Saved data entries
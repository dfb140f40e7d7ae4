//! Package id modes, contexts and the package id itself

use kiln_errors::VersionError;
use serde::{Deserialize, Serialize};
use std::fmt;
use std::str::FromStr;

/// How much of a dependency's identity flows into a consumer's package id
#[derive(Debug, Clone, Copy, PartialEq, Eq, Hash, Serialize, Deserialize)]
pub enum PackageIdMode {
    #[serde(rename = "unrelated_mode")]
    Unrelated,
    #[serde(rename = "major_mode")]
    Major,
    #[serde(rename = "minor_mode")]
    Minor,
    #[serde(rename = "patch_mode")]
    Patch,
    #[serde(rename = "semver_mode")]
    Semver,
    #[serde(rename = "full_version_mode")]
    FullVersion,
    #[serde(rename = "full_recipe_mode")]
    FullRecipe,
    #[serde(rename = "recipe_revision_mode")]
    RecipeRevision,
    #[serde(rename = "full_package_mode")]
    FullPackage,
    #[serde(rename = "full_mode")]
    Full,
}

impl PackageIdMode {
    pub const ALL: [Self; 10] = [
        Self::Unrelated,
        Self::Major,
        Self::Minor,
        Self::Patch,
        Self::Semver,
        Self::FullVersion,
        Self::FullRecipe,
        Self::RecipeRevision,
        Self::FullPackage,
        Self::Full,
    ];

    #[must_use]
    pub fn as_str(self) -> &'static str {
        match self {
            Self::Unrelated => "unrelated_mode",
            Self::Major => "major_mode",
            Self::Minor => "minor_mode",
            Self::Patch => "patch_mode",
            Self::Semver => "semver_mode",
            Self::FullVersion => "full_version_mode",
            Self::FullRecipe => "full_recipe_mode",
            Self::RecipeRevision => "recipe_revision_mode",
            Self::FullPackage => "full_package_mode",
            Self::Full => "full_mode",
        }
    }
}

impl fmt::Display for PackageIdMode {
    fn fmt(&self, f: &mut fmt::Formatter<'_>) -> fmt::Result {
        f.write_str(self.as_str())
    }
}

impl FromStr for PackageIdMode {
    type Err = VersionError;

    fn from_str(s: &str) -> Result<Self, Self::Err> {
        Self::ALL
            .into_iter()
            .find(|mode| mode.as_str() == s.trim())
            .ok_or_else(|| VersionError::InvalidMode {
                input: s.to_string(),
            })
    }
}

/// Context a node is resolved in
#[derive(Debug, Clone, Copy, PartialEq, Eq, Hash, PartialOrd, Ord, Serialize, Deserialize)]
#[serde(rename_all = "lowercase")]
pub enum Context {
    /// Runs on the target machine
    Host,
    /// Runs during the build (tool requires)
    Build,
}

impl fmt::Display for Context {
    fn fmt(&self, f: &mut fmt::Formatter<'_>) -> fmt::Result {
        match self {
            Self::Host => write!(f, "host"),
            Self::Build => write!(f, "build"),
        }
    }
}

/// Hex digest identifying one binary configuration of a recipe
#[derive(Debug, Clone, PartialEq, Eq, Hash, PartialOrd, Ord, Serialize, Deserialize)]
#[serde(transparent)]
pub struct PackageId(String);

impl PackageId {
    pub fn new(id: impl Into<String>) -> Self {
        Self(id.into())
    }

    #[must_use]
    pub fn as_str(&self) -> &str {
        &self.0
    }
}

impl fmt::Display for PackageId {
    fn fmt(&self, f: &mut fmt::Formatter<'_>) -> fmt::Result {
        f.write_str(&self.0)
    }
}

= PROBLEM STATEMENT =
Which of the lines above hold the word "PartialEq"? Copy each one.

= THE ANSWER =
#[derive(Debug, Clone, Copy, PartialEq, Eq, Hash, Serialize, Deserialize)]
#[derive(Debug, Clone, Copy, PartialEq, Eq, Hash, PartialOrd, Ord, Serialize, Deserialize)]
#[derive(Debug, Clone, PartialEq, Eq, Hash, PartialOrd, Ord, Serialize, Deserialize)]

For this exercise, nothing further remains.